[Scheduler] validate max_num_batched_tokens and max_model_len in AscendSchedulerConfig (#2434)

### What this PR does / why we need it? Add configuration check logic for ascend scheduler: if chunked_prefill is disabled, max_num_batched_tokens couldn't be less than max_model_len, following vLLM; ### Does this PR introduce _any_ user-facing change? users cannot set max_num_batched_tokens smaller than max_model_len with ascend scheduler ### How was this patch tested?
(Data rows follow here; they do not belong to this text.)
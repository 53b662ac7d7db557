//! Typed table: one data slot file plus one key index.
//!
//! A table composes a [`SlotFile`] holding the records and an
//! [`IndexStore`] resolving logical keys to slot numbers. The index is the
//! sole authority for key→slot resolution; nothing above this module sees
//! slot numbers or byte offsets.

use crate::config::Options;
use crate::error::{Error, Result};
use crate::index::IndexStore;
use crate::record::{decode_record, encode_record, Record};
use crate::slotfile::SlotFile;
use std::marker::PhantomData;
use std::path::Path;

/// A typed table of fixed-width records with a sorted key index.
pub struct Table<R: Record> {
    /// Table name, used for file names and diagnostics.
    name: &'static str,
    data: SlotFile,
    index: IndexStore,
    /// Fsync both files after every mutating operation.
    sync_writes: bool,
    _record: PhantomData<R>,
}

impl<R: Record> Table<R> {
    /// Open or create the table's data and index files inside `dir`.
    ///
    /// The files are named `<name>.txt` and `<name>_index.txt`. Fails with
    /// [`Error::CorruptStore`] if the two files disagree: an index entry
    /// pointing beyond the data file, or a slot count that doesn't match
    /// the entry count.
    pub fn open(dir: &Path, name: &'static str, options: &Options) -> Result<Self> {
        let data = SlotFile::open(dir.join(format!("{}.txt", name)), options.record_width)?;
        let index = IndexStore::open(
            dir.join(format!("{}_index.txt", name)),
            options.index_record_width,
        )?;

        let table = Self {
            name,
            data,
            index,
            sync_writes: options.sync_writes,
            _record: PhantomData,
        };
        table.check_consistency()?;

        Ok(table)
    }

    /// Number of records in the table.
    pub fn len(&self) -> usize {
        self.index.len()
    }

    /// Whether the table holds no records.
    pub fn is_empty(&self) -> bool {
        self.index.is_empty()
    }

    /// Insert a new record, returning its slot number.
    ///
    /// The key is checked against the index before anything is written, so
    /// a rejected insert leaves both files untouched.
    pub fn insert(&mut self, record: &R) -> Result<usize> {
        let key = record.key();

        // Validate the index entry and encode the record up front; the
        // first write happens only once both can no longer fail.
        let next_slot = self.data.slot_count();
        self.index
            .check_entry(&key, next_slot)
            .map_err(|e| self.tag(e))?;
        let payload = encode_record(record, self.data.record_width())?;

        let slot = self.data.append_slot(&payload)?;
        self.index.insert(&key, slot).map_err(|e| self.tag(e))?;
        self.maybe_sync()?;

        log::debug!("{}: inserted {:?} at slot {}", self.name, key, slot);
        Ok(slot)
    }

    /// Look up a record by key, returning it with its slot number, or
    /// `Ok(None)` if the key is absent.
    pub fn get(&mut self, key: &str) -> Result<Option<(R, usize)>> {
        let Some(slot) = self.index.lookup(key) else {
            return Ok(None);
        };

        let payload = self.data.read_slot(slot)?.ok_or_else(|| {
            Error::corruption(format!(
                "{}: index maps {:?} to slot {}, beyond the data file",
                self.name, key, slot
            ))
        })?;
        let record = decode_record(&payload)?;

        Ok(Some((record, slot)))
    }

    /// Re-encode a record into the slot it already occupies.
    ///
    /// Used when only non-key fields changed; the index is not touched.
    pub fn update_in_place(&mut self, slot: usize, record: &R) -> Result<()> {
        let payload = encode_record(record, self.data.record_width())?;
        self.data.write_slot(slot, &payload)?;
        self.maybe_sync()?;

        log::debug!("{}: rewrote slot {}", self.name, slot);
        Ok(())
    }

    /// Change a record's key, rewriting the record at its unchanged slot.
    ///
    /// `record` must already carry the new key. Slot identity is
    /// independent of key identity, so only the index entry moves.
    pub fn rename_key(&mut self, old_key: &str, record: &R) -> Result<usize> {
        let new_key = record.key();
        let payload = encode_record(record, self.data.record_width())?;

        let slot = self
            .index
            .rename(old_key, &new_key)
            .map_err(|e| self.tag(e))?;
        self.data.write_slot(slot, &payload)?;
        self.maybe_sync()?;

        log::debug!(
            "{}: renamed {:?} to {:?} at slot {}",
            self.name,
            old_key,
            new_key,
            slot
        );
        Ok(slot)
    }

    /// Delete a record by key, compacting the data file, and return the
    /// removed record.
    ///
    /// The index renumbering and the physical compaction are both derived
    /// from the one slot number the index reports; every slot above it
    /// shifts down one position and the file shrinks by one stride.
    pub fn delete(&mut self, key: &str) -> Result<R> {
        let (record, _) = self
            .get(key)?
            .ok_or_else(|| self.tag(Error::not_found(key.to_string())))?;

        let removed = self
            .index
            .delete_and_renumber(key)
            .map_err(|e| self.tag(e))?;

        let count = self.data.slot_count();
        for slot in removed + 1..count {
            let payload = self.data.read_slot(slot)?.ok_or_else(|| {
                Error::corruption(format!(
                    "{}: slot {} vanished during compaction",
                    self.name, slot
                ))
            })?;
            self.data.write_slot(slot - 1, &payload)?;
        }
        self.data.truncate_from_slot(count - 1)?;
        self.maybe_sync()?;

        log::debug!(
            "{}: deleted {:?} from slot {}, {} slots remain",
            self.name,
            key,
            removed,
            self.data.slot_count()
        );
        Ok(record)
    }

    /// Lazily scan every record in slot order.
    ///
    /// The scan restarts from slot 0 each call and reflects a consistent
    /// snapshot only while the table is not mutated.
    pub fn scan(&mut self) -> Scan<'_, R> {
        Scan {
            data: &mut self.data,
            next_slot: 0,
            _record: PhantomData,
        }
    }

    /// Fsync the data and index files.
    pub fn sync(&mut self) -> Result<()> {
        self.data.sync()?;
        self.index.sync()
    }

    fn maybe_sync(&mut self) -> Result<()> {
        if self.sync_writes {
            self.sync()?;
        }
        Ok(())
    }

    /// Cross-check index entries against the data file on open.
    fn check_consistency(&self) -> Result<()> {
        let count = self.data.slot_count();

        for (key, slot) in self.index.entries() {
            if slot >= count {
                return Err(Error::corruption(format!(
                    "{}: index maps {:?} to slot {}, but only {} slots exist",
                    self.name, key, slot, count
                )));
            }
        }
        if self.index.len() != count {
            return Err(Error::corruption(format!(
                "{}: {} index entries for {} data slots",
                self.name,
                self.index.len(),
                count
            )));
        }

        Ok(())
    }

    /// Prefix an error message with the table name.
    fn tag(&self, error: Error) -> Error {
        match error {
            Error::NotFound(msg) => Error::NotFound(format!("{}: {}", self.name, msg)),
            Error::DuplicateKey(msg) => Error::DuplicateKey(format!("{}: {}", self.name, msg)),
            other => other,
        }
    }
}

/// Lazy iterator over every record of a table, in slot order.
pub struct Scan<'a, R: Record> {
    data: &'a mut SlotFile,
    next_slot: usize,
    _record: PhantomData<R>,
}

impl<R: Record> Iterator for Scan<'_, R> {
    type Item = Result<R>;

    fn next(&mut self) -> Option<Self::Item> {
        let slot = self.next_slot;
        self.next_slot += 1;

        match self.data.read_slot(slot) {
            Ok(Some(payload)) => Some(decode_record(&payload)),
            Ok(None) => None,
            Err(e) => Some(Err(e)),
        }
    }
}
CI and vllm serving passed - vLLM version: v0.10.0 - vLLM main: f77a0802b7 Signed-off-by: linfeng-yuan <1102311262@qq.com>
2025-08-23 19:39:44 +08:00
parent 3629bc4431
commit 4af5b80606
3 changed files with 66 additions and 6 deletions
--- a/tests/e2e/singlecard/test_ascend_scheduler.py
+++ b/tests/e2e/singlecard/test_ascend_scheduler.py
@@ -16,7 +16,7 @@ def test_concurrent_partial_prefill():
                        },
                    },
                    max_num_seqs=3,
-                    max_num_batched_tokens=200,
+                    max_num_batched_tokens=2048,
                    enforce_eager=True,
                    max_model_len=2048,
                    gpu_memory_utilization=0.7) as vllm_model:
@@ -35,7 +35,7 @@ def test_prefix_cache_stats_is_recorded():
                        },
                    },
                    max_num_seqs=3,
-                    max_num_batched_tokens=200,
+                    max_num_batched_tokens=2048,
                    enforce_eager=True,
                    max_model_len=2048,
                    gpu_memory_utilization=0.7) as vllm_model: